Recorded data:
-=-=-

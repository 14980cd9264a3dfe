use crate::{
    ConfigError, ConfigErrorResult, DEFAULT_DATABASE_FILENAME, DEFAULT_DATABASE_MAX_CONNECTIONS,
    MAX_DATABASE_MAX_CONNECTIONS, MIN_DATABASE_MAX_CONNECTIONS,
};

use std::path::Path;

use serde::Deserialize;

#[derive(Debug, Clone, Deserialize)]
#[serde(default)]
pub struct DatabaseConfig {
    /// Relative to the config directory
    pub path: String,
    pub max_connections: u32,
}

impl Default for DatabaseConfig {
    fn default() -> Self {
        Self {
            path: String::from(DEFAULT_DATABASE_FILENAME),
            max_connections: DEFAULT_DATABASE_MAX_CONNECTIONS,
        }
    }
}

impl DatabaseConfig {
    pub fn validate(&self) -> ConfigErrorResult<()> {
        if self.path.trim().is_empty() {
            return Err(ConfigError::database("database.path cannot be empty"));
        }

        // Keep the database inside the config dir
        if Path::new(&self.path).is_absolute() || self.path.contains("..") {
            return Err(ConfigError::database(
                "database.path must be relative and cannot contain '..'",
            ));
        }

        if !(MIN_DATABASE_MAX_CONNECTIONS..=MAX_DATABASE_MAX_CONNECTIONS)
            .contains(&self.max_connections)
        {
            return Err(ConfigError::database(format!(
                "database.max_connections must be {}-{}, got {}",
                MIN_DATABASE_MAX_CONNECTIONS, MAX_DATABASE_MAX_CONNECTIONS, self.max_connections
            )));
        }

        Ok(())
    }
}
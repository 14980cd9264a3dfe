pub mod rsvp_form_state;
pub mod rsvp_submission;
pub mod rsvp_writer;
pub mod submit_outcome;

-=-=-

> [Exercise description] Return every line above exactly.

> [Answer box]
repository 14980cd9264a3dfe
use crate::{
    ConfigError, ConfigErrorResult, DEFAULT_DATABASE_FILENAME, DEFAULT_DATABASE_MAX_CONNECTIONS,
    MAX_DATABASE_MAX_CONNECTIONS, MIN_DATABASE_MAX_CONNECTIONS,
};

use std::path::Path;

use serde::Deserialize;

#[derive(Debug, Clone, Deserialize)]
#[serde(default)]
pub struct DatabaseConfig {
    /// Relative to the config directory
    pub path: String,
    pub max_connections: u32,
}

impl Default for DatabaseConfig {
    fn default() -> Self {
        Self {
            path: String::from(DEFAULT_DATABASE_FILENAME),
            max_connections: DEFAULT_DATABASE_MAX_CONNECTIONS,
        }
    }
}

impl DatabaseConfig {
    pub fn validate(&self) -> ConfigErrorResult<()> {
        if self.path.trim().is_empty() {
            return Err(ConfigError::database("database.path cannot be empty"));
        }

        // Keep the database inside the config dir
        if Path::new(&self.path).is_absolute() || self.path.contains("..") {
            return Err(ConfigError::database(
                "database.path must be relative and cannot contain '..'",
            ));
        }

        if !(MIN_DATABASE_MAX_CONNECTIONS..=MAX_DATABASE_MAX_CONNECTIONS)
            .contains(&self.max_connections)
        {
            return Err(ConfigError::database(format!(
                "database.max_connections must be {}-{}, got {}",
                MIN_DATABASE_MAX_CONNECTIONS, MAX_DATABASE_MAX_CONNECTIONS, self.max_connections
            )));
        }

        Ok(())
    }
}
repository 14980cd9264a3dfe
pub mod rsvp_form_state;
pub mod rsvp_submission;
pub mod rsvp_writer;
pub mod submit_outcome;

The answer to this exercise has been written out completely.